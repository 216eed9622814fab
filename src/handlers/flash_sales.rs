use axum::{
    extract::{Path, State},
    http::StatusCode,
    routing::get,
    Json, Router,
};
use serde_json::json;
use uuid::Uuid;

use crate::{
    auth::AuthenticatedUser,
    errors::ServiceError,
    services::flash_sales::{CreateFlashSaleRequest, UpdateFlashSaleRequest},
    AppState,
};

/// The storefront only sees sales running right now.
pub fn public_routes() -> Router<AppState> {
    Router::new().route("/", get(list_current_flash_sales))
}

pub fn admin_routes() -> Router<AppState> {
    Router::new()
        .route("/", get(list_flash_sales).post(create_flash_sale))
        .route(
            "/:id",
            get(get_flash_sale)
                .put(update_flash_sale)
                .delete(delete_flash_sale),
        )
}

async fn list_current_flash_sales(
    State(state): State<AppState>,
) -> Result<Json<serde_json::Value>, ServiceError> {
    let sales = state.services.flash_sales.list_current_flash_sales().await?;
    Ok(Json(json!({ "success": true, "data": sales })))
}

async fn list_flash_sales(
    _user: AuthenticatedUser,
    State(state): State<AppState>,
) -> Result<Json<serde_json::Value>, ServiceError> {
    let sales = state.services.flash_sales.list_flash_sales().await?;
    Ok(Json(json!({ "success": true, "data": sales })))
}

async fn get_flash_sale(
    _user: AuthenticatedUser,
    State(state): State<AppState>,
    Path(id): Path<Uuid>,
) -> Result<Json<serde_json::Value>, ServiceError> {
    let sale = state.services.flash_sales.get_flash_sale(id).await?;
    Ok(Json(json!({ "success": true, "data": sale })))
}

async fn create_flash_sale(
    _user: AuthenticatedUser,
    State(state): State<AppState>,
    Json(request): Json<CreateFlashSaleRequest>,
) -> Result<(StatusCode, Json<serde_json::Value>), ServiceError> {
    let sale = state.services.flash_sales.create_flash_sale(request).await?;
    Ok((
        StatusCode::CREATED,
        Json(json!({ "success": true, "data": sale })),
    ))
}

async fn update_flash_sale(
    _user: AuthenticatedUser,
    State(state): State<AppState>,
    Path(id): Path<Uuid>,
    Json(request): Json<UpdateFlashSaleRequest>,
) -> Result<Json<serde_json::Value>, ServiceError> {
    let sale = state
        .services
        .flash_sales
        .update_flash_sale(id, request)
        .await?;
    Ok(Json(json!({ "success": true, "data": sale })))
}

async fn delete_flash_sale(
    _user: AuthenticatedUser,
    State(state): State<AppState>,
    Path(id): Path<Uuid>,
) -> Result<Json<serde_json::Value>, ServiceError> {
    state.services.flash_sales.delete_flash_sale(id).await?;
    Ok(Json(
        json!({ "success": true, "message": "Flash sale deleted" }),
    ))
}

**ABOUT THIS EXERCISE**:
Please reproduce every line shown above, exactly as written.

**TASK ANSWER**:
repository 216eed9622814fab
filename src/handlers/flash_sales.rs
use axum::{
    extract::{Path, State},
    http::StatusCode,
    routing::get,
    Json, Router,
};
use serde_json::json;
use uuid::Uuid;

use crate::{
    auth::AuthenticatedUser,
    errors::ServiceError,
    services::flash_sales::{CreateFlashSaleRequest, UpdateFlashSaleRequest},
    AppState,
};

/// The storefront only sees sales running right now.
pub fn public_routes() -> Router<AppState> {
    Router::new().route("/", get(list_current_flash_sales))
}

pub fn admin_routes() -> Router<AppState> {
    Router::new()
        .route("/", get(list_flash_sales).post(create_flash_sale))
        .route(
            "/:id",
            get(get_flash_sale)
                .put(update_flash_sale)
                .delete(delete_flash_sale),
        )
}

async fn list_current_flash_sales(
    State(state): State<AppState>,
) -> Result<Json<serde_json::Value>, ServiceError> {
    let sales = state.services.flash_sales.list_current_flash_sales().await?;
    Ok(Json(json!({ "success": true, "data": sales })))
}

async fn list_flash_sales(
    _user: AuthenticatedUser,
    State(state): State<AppState>,
) -> Result<Json<serde_json::Value>, ServiceError> {
    let sales = state.services.flash_sales.list_flash_sales().await?;
    Ok(Json(json!({ "success": true, "data": sales })))
}

async fn get_flash_sale(
    _user: AuthenticatedUser,
    State(state): State<AppState>,
    Path(id): Path<Uuid>,
) -> Result<Json<serde_json::Value>, ServiceError> {
    let sale = state.services.flash_sales.get_flash_sale(id).await?;
    Ok(Json(json!({ "success": true, "data": sale })))
}

async fn create_flash_sale(
    _user: AuthenticatedUser,
    State(state): State<AppState>,
    Json(request): Json<CreateFlashSaleRequest>,
) -> Result<(StatusCode, Json<serde_json::Value>), ServiceError> {
    let sale = state.services.flash_sales.create_flash_sale(request).await?;
    Ok((
        StatusCode::CREATED,
        Json(json!({ "success": true, "data": sale })),
    ))
}

async fn update_flash_sale(
    _user: AuthenticatedUser,
    State(state): State<AppState>,
    Path(id): Path<Uuid>,
    Json(request): Json<UpdateFlashSaleRequest>,
) -> Result<Json<serde_json::Value>, ServiceError> {
    let sale = state
        .services
        .flash_sales
        .update_flash_sale(id, request)
        .await?;
    Ok(Json(json!({ "success": true, "data": sale })))
}

async fn delete_flash_sale(
    _user: AuthenticatedUser,
    State(state): State<AppState>,
    Path(id): Path<Uuid>,
) -> Result<Json<serde_json::Value>, ServiceError> {
    state.services.flash_sales.delete_flash_sale(id).await?;
    Ok(Json(
        json!({ "success": true, "message": "Flash sale deleted" }),
    ))
}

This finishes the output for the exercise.